Navigating China as a Singaporean

Ms Mae Ng was 23 when she first moved to China to work. During the 10 years when she was formerly with The Ascott Limited (Ascott), she lived in four different cities across the country. Mae, who currently oversees operations for faculties and student accommodation with one of Singapore’s top tertiary institutions, shares the lessons she has learnt from her stay in China.

By SGN | 24 Feb 2020

Mae as a young ABF trainee in Shanghai

The ABF partnered with The Ascott Limited (Ascott) to offer the two-year training programme, so it was a natural progression for Mae to join Ascott in China after the conclusion of the ABF.

“Ascott was embarking on a growth strategy in China and needed trained manpower in all fields – it was a case of good timing and available opportunities,” she shared. What followed was another eight years with Ascott in China, living and working in multiple cities across the country.

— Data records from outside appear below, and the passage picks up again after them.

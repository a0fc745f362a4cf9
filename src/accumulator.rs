//! The partial aggregate every engine builds and merges.
//!
//! A [`ReceiptAccumulator`] is owned by exactly one task at a time. Engines
//! create it empty, feed it receipts through [`absorb`](ReceiptAccumulator::absorb),
//! fold sibling accumulators in with [`merge`](ReceiptAccumulator::merge) and
//! consume it once with [`finalize`](ReceiptAccumulator::finalize).
//!
//! `merge` is associative and commutative up to floating-point rounding:
//! merging any partition of a record set, in any order, yields the same
//! counts and keys and sums equal within a relative `1e-9`.

use crate::model::{PriceTier, Receipt, ReceiptStatus};
use crate::ranking;
use crate::statistics::{ReceiptStatistics, Tally, TotalAverage};
use log::trace;
use std::collections::{BTreeMap, HashMap};
use std::hash::Hash;

/// Units of one item name a single receipt must contain for that receipt to
/// count towards the item's multi-unit average.
pub const MULTI_UNIT_THRESHOLD: u64 = 2;

#[derive(Clone, Debug, Default, PartialEq)]
pub struct ReceiptAccumulator {
    receipt_count: u64,
    total_revenue: f64,
    min_receipt: Option<f64>,
    max_receipt: Option<f64>,
    total_items_sold: u64,
    total_loyalty_points: u64,

    by_status: HashMap<ReceiptStatus, Tally>,
    by_month: HashMap<u32, Tally>,
    by_customer: HashMap<String, Tally>,
    by_item: HashMap<String, Tally>,
    by_city: HashMap<String, Tally>,
    by_state: HashMap<String, Tally>,
    by_price_tier: HashMap<PriceTier, Tally>,
    // receipt totals and receipt counts, for receipts with >= MULTI_UNIT_THRESHOLD units
    multi_unit: HashMap<String, Tally>,
}

fn bump_str(map: &mut HashMap<String, Tally>, key: &str, amount: f64, count: u64) {
    if let Some(t) = map.get_mut(key) {
        t.add(amount, count);
    } else {
        map.insert(key.to_owned(), Tally::new(amount, count));
    }
}

fn merge_tallies<K: Eq + Hash>(into: &mut HashMap<K, Tally>, from: HashMap<K, Tally>) {
    if into.is_empty() {
        *into = from;
        return;
    }
    for (k, t) in from {
        into.entry(k).or_default().merge(t);
    }
}

fn sorted<K: Ord, V>(map: HashMap<K, V>) -> BTreeMap<K, V> {
    map.into_iter().collect()
}

impl ReceiptAccumulator {
    /// A new accumulator with zeroed tallies and empty maps.
    #[must_use]
    pub fn empty() -> Self {
        Self::default()
    }

    /// Receipts absorbed so far, including those merged in.
    #[must_use]
    pub const fn receipt_count(&self) -> u64 {
        self.receipt_count
    }

    #[must_use]
    pub const fn is_empty(&self) -> bool {
        self.receipt_count == 0
    }

    /// Fold one receipt into every tally in a single pass over its lines.
    ///
    /// Receipts without a single valid line item are skipped entirely, and
    /// invalid lines of an otherwise valid receipt are ignored. This never
    /// fails.
    pub fn absorb(&mut self, receipt: &Receipt) {
        if !receipt.is_aggregatable() {
            trace!("skipping receipt {} without valid line items", receipt.id);
            return;
        }

        let mut order_total = 0.0;
        let mut units_in_order = 0u64;
        let mut units_by_name: HashMap<&str, u64> = HashMap::new();

        for item in receipt.valid_items() {
            let revenue = item.revenue();
            let units = u64::from(item.quantity);
            order_total += revenue;
            units_in_order += units;

            bump_str(&mut self.by_item, &item.name, revenue, units);
            self.by_price_tier
                .entry(item.price_tier())
                .or_default()
                .add(revenue, units);
            *units_by_name.entry(item.name.as_str()).or_insert(0) += units;
        }

        for (name, units) in units_by_name {
            if units >= MULTI_UNIT_THRESHOLD {
                bump_str(&mut self.multi_unit, name, order_total, 1);
            }
        }

        self.receipt_count += 1;
        self.total_revenue += order_total;
        self.min_receipt = Some(self.min_receipt.map_or(order_total, |m| m.min(order_total)));
        self.max_receipt = Some(self.max_receipt.map_or(order_total, |m| m.max(order_total)));
        self.total_items_sold += units_in_order;
        self.total_loyalty_points += u64::from(receipt.loyalty_points_earned);

        self.by_status
            .entry(receipt.status)
            .or_default()
            .add(order_total, 1);
        self.by_month
            .entry(receipt.month())
            .or_default()
            .add(order_total, 1);
        bump_str(&mut self.by_customer, &receipt.customer.key(), order_total, 1);
        bump_str(&mut self.by_city, &receipt.shipping_address.city, order_total, 1);
        bump_str(&mut self.by_state, &receipt.shipping_address.state, order_total, 1);
    }

    /// Combine `other` into `self`, taking ownership of its maps.
    pub fn merge(&mut self, other: ReceiptAccumulator) {
        self.receipt_count += other.receipt_count;
        self.total_revenue += other.total_revenue;
        self.min_receipt = match (self.min_receipt, other.min_receipt) {
            (Some(a), Some(b)) => Some(a.min(b)),
            (a, b) => a.or(b),
        };
        self.max_receipt = match (self.max_receipt, other.max_receipt) {
            (Some(a), Some(b)) => Some(a.max(b)),
            (a, b) => a.or(b),
        };
        self.total_items_sold += other.total_items_sold;
        self.total_loyalty_points += other.total_loyalty_points;

        merge_tallies(&mut self.by_status, other.by_status);
        merge_tallies(&mut self.by_month, other.by_month);
        merge_tallies(&mut self.by_customer, other.by_customer);
        merge_tallies(&mut self.by_item, other.by_item);
        merge_tallies(&mut self.by_city, other.by_city);
        merge_tallies(&mut self.by_state, other.by_state);
        merge_tallies(&mut self.by_price_tier, other.by_price_tier);
        merge_tallies(&mut self.multi_unit, other.multi_unit);
    }

    /// Builder-style [`merge`](Self::merge), handy in reductions.
    #[must_use]
    pub fn merged(mut self, other: ReceiptAccumulator) -> Self {
        self.merge(other);
        self
    }

    /// Finalize with the default top-N limit.
    #[must_use]
    pub fn finalize(self) -> ReceiptStatistics {
        self.finalize_top(ranking::DEFAULT_TOP_LIMIT)
    }

    /// Consume the accumulator and derive the immutable statistics, keeping
    /// `top_n` entries in every bounded ranking.
    #[must_use]
    pub fn finalize_top(self, top_n: usize) -> ReceiptStatistics {
        let totals = Tally::new(self.total_revenue, self.receipt_count);
        let item_average_receipts = ranking::item_average_receipts(&self.multi_unit);

        let mut stats = ReceiptStatistics {
            total_orders: self.receipt_count,
            total_revenue: self.total_revenue,
            average_receipt_amount: totals.mean(),
            total_average: TotalAverage::from_tally(totals),
            min_receipt_amount: self.min_receipt.unwrap_or(0.0),
            max_receipt_amount: self.max_receipt.unwrap_or(0.0),
            total_items_sold: self.total_items_sold,
            unique_customers: self.by_customer.len() as u64,
            total_loyalty_points: self.total_loyalty_points,
            by_status: sorted(self.by_status),
            by_month: sorted(self.by_month),
            by_customer: sorted(self.by_customer),
            by_item: sorted(self.by_item),
            by_city: sorted(self.by_city),
            by_state: sorted(self.by_state),
            by_price_tier: sorted(self.by_price_tier),
            item_average_receipts,
            ..ReceiptStatistics::default()
        };

        stats.top_customers_by_spending = ranking::top_customers_by_spending(&stats.by_customer, top_n);
        stats.top_customers_by_order_count =
            ranking::top_customers_by_order_count(&stats.by_customer, top_n);
        stats.top_items_by_quantity = ranking::top_items_by_quantity(&stats.by_item, top_n);
        stats.top_cities_by_revenue = ranking::top_cities_by_revenue(&stats.by_city, top_n);
        stats.top_states_by_revenue = ranking::top_states_by_revenue(&stats.by_state, top_n);
        stats.revenue_by_status_ranking = ranking::revenue_by_status(&stats.by_status);
        stats.sales_by_price_tier = ranking::sales_by_price_tier(&stats.by_price_tier);
        stats
    }
}

impl<'a> Extend<&'a Receipt> for ReceiptAccumulator {
    fn extend<I: IntoIterator<Item = &'a Receipt>>(&mut self, iter: I) {
        for receipt in iter {
            self.absorb(receipt);
        }
    }
}

impl<'a> FromIterator<&'a Receipt> for ReceiptAccumulator {
    fn from_iter<I: IntoIterator<Item = &'a Receipt>>(iter: I) -> Self {
        let mut acc = Self::empty();
        acc.extend(iter);
        acc
    }
}
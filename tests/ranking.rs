use anyhow::Result;
use receiptflow::testing::*;
use receiptflow::*;

#[test]
fn ties_resolve_the_same_way_in_every_mode() -> Result<()> {
    // Every customer spends exactly 12.0 over one order, so only names decide.
    let names = ["Hal", "Ada", "Kay", "Bea", "Eve", "Dan", "Cat", "Gus"];
    let records: Vec<_> = names
        .iter()
        .enumerate()
        .map(|(i, first)| {
            ReceiptBuilder::new(format!("t{i}"))
                .customer(*first, "Tie")
                .item("pencil", 3, 4.0)
                .build()
        })
        .collect();

    let cfg = EngineConfig::default()
        .with_min_batch_size(1)
        .with_batch_size(3)
        .with_workers(4);
    for mode in ExecMode::ALL {
        let stats = Runner::new(mode, cfg.clone()).run(&records)?;
        let spenders: Vec<_> = stats
            .top_customers_by_spending
            .iter()
            .map(|c| c.customer_name.as_str())
            .collect();
        assert_eq!(spenders, ["Ada Tie", "Bea Tie", "Cat Tie", "Dan Tie", "Eve Tie"], "{mode:?}");
        assert_eq!(stats.top_customers_by_order_count[0].customer_name, "Ada Tie");
        assert_eq!(stats.unique_customers, 8);
    }
    Ok(())
}

#[test]
fn items_rank_by_quantity_then_revenue_then_name() -> Result<()> {
    let records = vec![
        ReceiptBuilder::new("a").item("bolt", 4, 1.0).item("nut", 4, 1.0).build(),
        ReceiptBuilder::new("b").item("gear", 4, 3.0).item("axle", 1, 50.0).build(),
    ];
    let stats = Runner::sequential().run(&records)?;
    let order: Vec<_> = stats
        .top_items_by_quantity
        .iter()
        .map(|i| i.item_name.as_str())
        .collect();
    assert_eq!(order, ["gear", "bolt", "nut", "axle"]);
    Ok(())
}

#[test]
fn multi_unit_average_lists_every_qualifying_item() -> Result<()> {
    let mut records = Vec::new();
    for i in 0..10 {
        records.push(
            ReceiptBuilder::new(format!("m{i}"))
                .item(format!("item-{i}"), 2, 1.0)
                .item("filler", 1, f64::from(i))
                .build(),
        );
    }
    let stats = Runner::sequential().run(&records)?;

    // More than the top-N limit: this list is never truncated.
    assert_eq!(stats.item_average_receipts.len(), 10);
    assert_eq!(stats.item_average_receipts[0].item_name, "item-9");
    assert!(relative_eq(stats.item_average_receipts[0].average_receipt_amount, 11.0, 1e-12));
    assert!(stats.item_average_receipts.iter().all(|e| e.item_name != "filler"));
    Ok(())
}

#[test]
fn status_ranking_carries_average_order_value() -> Result<()> {
    let records = vec![
        ReceiptBuilder::new("p1").status(ReceiptStatus::Paid).item("x", 1, 10.0).build(),
        ReceiptBuilder::new("p2").status(ReceiptStatus::Paid).item("x", 1, 30.0).build(),
        ReceiptBuilder::new("r1").status(ReceiptStatus::Refunded).item("x", 1, 40.0).build(),
    ];
    let stats = Runner::sequential().run(&records)?;
    let ranking = &stats.revenue_by_status_ranking;
    assert_eq!(ranking[0].status, ReceiptStatus::Paid);
    assert_eq!(ranking[0].orders_count, 2);
    assert!(relative_eq(ranking[0].average_order_value, 20.0, 1e-12));
    assert_eq!(ranking[1].status, ReceiptStatus::Refunded);
    Ok(())
}
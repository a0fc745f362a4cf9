use anyhow::Result;
use receiptflow::testing::*;
use receiptflow::*;

fn mixed_records() -> Vec<Receipt> {
    let mut records = ReceiptGenerator::seeded(2024).generate(2_000);
    records.extend(malformed_receipts());
    records.extend(sample_receipts());
    records
}

#[test]
fn parallel_matches_sequential_for_any_min_batch() -> Result<()> {
    let records = mixed_records();
    let expected = Runner::sequential().run(&records)?;

    for workers in [1, 4] {
        for min in [1, 2, 7, 100, 256, 10_000] {
            let cfg = EngineConfig::default()
                .with_workers(workers)
                .with_min_batch_size(min);
            let actual = Runner::parallel(cfg).run(&records)?;
            assert_statistics_close(&actual, &expected, 1e-9);
        }
    }
    Ok(())
}

#[test]
fn batched_matches_sequential_for_any_batch_shape() -> Result<()> {
    let records = mixed_records();
    let expected = Runner::sequential().run(&records)?;

    for workers in [1, 3] {
        for batch_size in [1, 16, 256, 5_000] {
            for max_in_flight in [1, 4] {
                let cfg = EngineConfig::default()
                    .with_workers(workers)
                    .with_batch_size(batch_size)
                    .with_max_in_flight(max_in_flight);
                let actual = Runner::batched(cfg).run(&records)?;
                assert_statistics_close(&actual, &expected, 1e-9);
            }
        }
    }
    Ok(())
}

#[test]
fn merge_is_associative_across_partitions() -> Result<()> {
    let records = mixed_records();
    let expected = records.iter().collect::<ReceiptAccumulator>().finalize();

    for cuts in [vec![0], vec![1, 2, 3], vec![17, 999, 1_000, 1_500], vec![2_000]] {
        let mut parts = Vec::new();
        let mut start = 0;
        for &cut in cuts.iter().chain(std::iter::once(&records.len())) {
            parts.push(records[start..cut].iter().collect::<ReceiptAccumulator>());
            start = cut;
        }

        let left = parts
            .iter()
            .cloned()
            .fold(ReceiptAccumulator::empty(), ReceiptAccumulator::merged);
        let right = parts
            .iter()
            .rev()
            .cloned()
            .fold(ReceiptAccumulator::empty(), |acc, p| p.merged(acc));
        let shuffled = parts
            .iter()
            .skip(1)
            .step_by(2)
            .chain(parts.iter().step_by(2))
            .cloned()
            .fold(ReceiptAccumulator::empty(), ReceiptAccumulator::merged);

        for merged in [left, right, shuffled] {
            assert_eq!(merged.receipt_count(), expected.total_orders);
            assert_statistics_close(&merged.finalize(), &expected, 1e-9);
        }
    }
    Ok(())
}

#[test]
fn engines_agree_with_custom_top_n() -> Result<()> {
    let records = ReceiptGenerator::seeded(8).generate(600);
    let cfg = EngineConfig::default()
        .with_top_n(2)
        .with_min_batch_size(10)
        .with_batch_size(32);
    let expected = Runner::new(ExecMode::Sequential, cfg.clone()).run(&records)?;
    assert_eq!(expected.top_customers_by_spending.len(), 2);
    for mode in [ExecMode::Parallel, ExecMode::Batched] {
        let actual = Runner::new(mode, cfg.clone()).run(&records)?;
        assert_statistics_close(&actual, &expected, 1e-9);
    }
    Ok(())
}
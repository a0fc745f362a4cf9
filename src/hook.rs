//! Per-item processing hooks.
//!
//! Engines call [`ItemHook::before_item`] once for every input element, right
//! before folding it into an accumulator. The default [`NoDelay`] does
//! nothing. [`FixedDelay`] emulates slow per-item work for benchmarks, and
//! [`from_fn`] wraps a closure, which is how callers inject failures or count
//! calls.
//!
//! A hook is always passed to an engine as a value; there is no process-wide
//! hook state.
//!
//! The batched pipeline calls [`ItemHook::before_item_until`] instead, handing
//! over the run's [`CancelToken`]. Hooks that block should wait on the token so
//! a timed-out or failed run is not held open by the item in progress.

use crate::cancel::CancelToken;
use anyhow::Result;
use std::fmt;
use std::thread;
use std::time::Duration;

pub trait ItemHook<T: ?Sized>: Send + Sync {
    /// Runs before `item` is folded. An error aborts the engine run.
    fn before_item(&self, item: &T) -> Result<()>;

    /// Like [`before_item`](Self::before_item), but may return early once
    /// `cancel` fires. Returning `Ok` after cancellation is fine; the engine
    /// checks the token before folding the next item.
    fn before_item_until(&self, item: &T, cancel: &CancelToken) -> Result<()> {
        let _ = cancel;
        self.before_item(item)
    }
}

/// The default hook: no work, never fails.
#[derive(Clone, Copy, Debug, Default)]
pub struct NoDelay;

impl<T: ?Sized> ItemHook<T> for NoDelay {
    #[inline]
    fn before_item(&self, _item: &T) -> Result<()> {
        Ok(())
    }
}

/// Sleep for a fixed duration before every item.
///
/// Under a batched run the sleep ends as soon as the run is cancelled.
#[derive(Clone, Copy, Debug, Default)]
pub struct FixedDelay(pub Duration);

impl FixedDelay {
    #[must_use]
    pub const fn from_millis(millis: u64) -> Self {
        Self(Duration::from_millis(millis))
    }
}

impl<T: ?Sized> ItemHook<T> for FixedDelay {
    fn before_item(&self, _item: &T) -> Result<()> {
        if !self.0.is_zero() {
            thread::sleep(self.0);
        }
        Ok(())
    }

    fn before_item_until(&self, _item: &T, cancel: &CancelToken) -> Result<()> {
        if !self.0.is_zero() {
            cancel.sleep(self.0);
        }
        Ok(())
    }
}

/// Closure-backed hook, see [`from_fn`].
#[derive(Clone, Copy)]
pub struct FnHook<F>(F);

impl<F> fmt::Debug for FnHook<F> {
    fn fmt(&self, f: &mut fmt::Formatter<'_>) -> fmt::Result {
        f.write_str("FnHook")
    }
}

impl<T: ?Sized, F> ItemHook<T> for FnHook<F>
where
    F: Fn(&T) -> Result<()> + Send + Sync,
{
    fn before_item(&self, item: &T) -> Result<()> {
        (self.0)(item)
    }
}

/// Build a hook from a closure.
///
/// ```
/// use receiptflow::hook::{from_fn, ItemHook};
///
/// let reject_odd = from_fn(|n: &u32| {
///     anyhow::ensure!(n % 2 == 0, "odd input {n}");
///     Ok(())
/// });
/// assert!(reject_odd.before_item(&2).is_ok());
/// assert!(reject_odd.before_item(&3).is_err());
/// ```
pub const fn from_fn<F>(f: F) -> FnHook<F> {
    FnHook(f)
}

These are Mae’s three lessons from her decade in China.


Be open to networking

Mae’s time in China started in Shanghai.

“I was 23 years old when I first moved to China to work. I remember feeling super excited; yet apprehensive at the same time. Navigating the sprawling city without getting lost and speaking Chinese in a way that the locals can understand were two of the initial hurdles that I had to quickly overcome.”

It also helps to be willing to reach out for help.

“Network extensively and set up a mini support system so that you can adjust to life in China in the shortest possible time.”

Mae and colleagues at the opening of Ascott Maillen Shenzhen.

What really helped Mae in the beginning was having opportunities to meet and interact with her seniors in the ABF programme.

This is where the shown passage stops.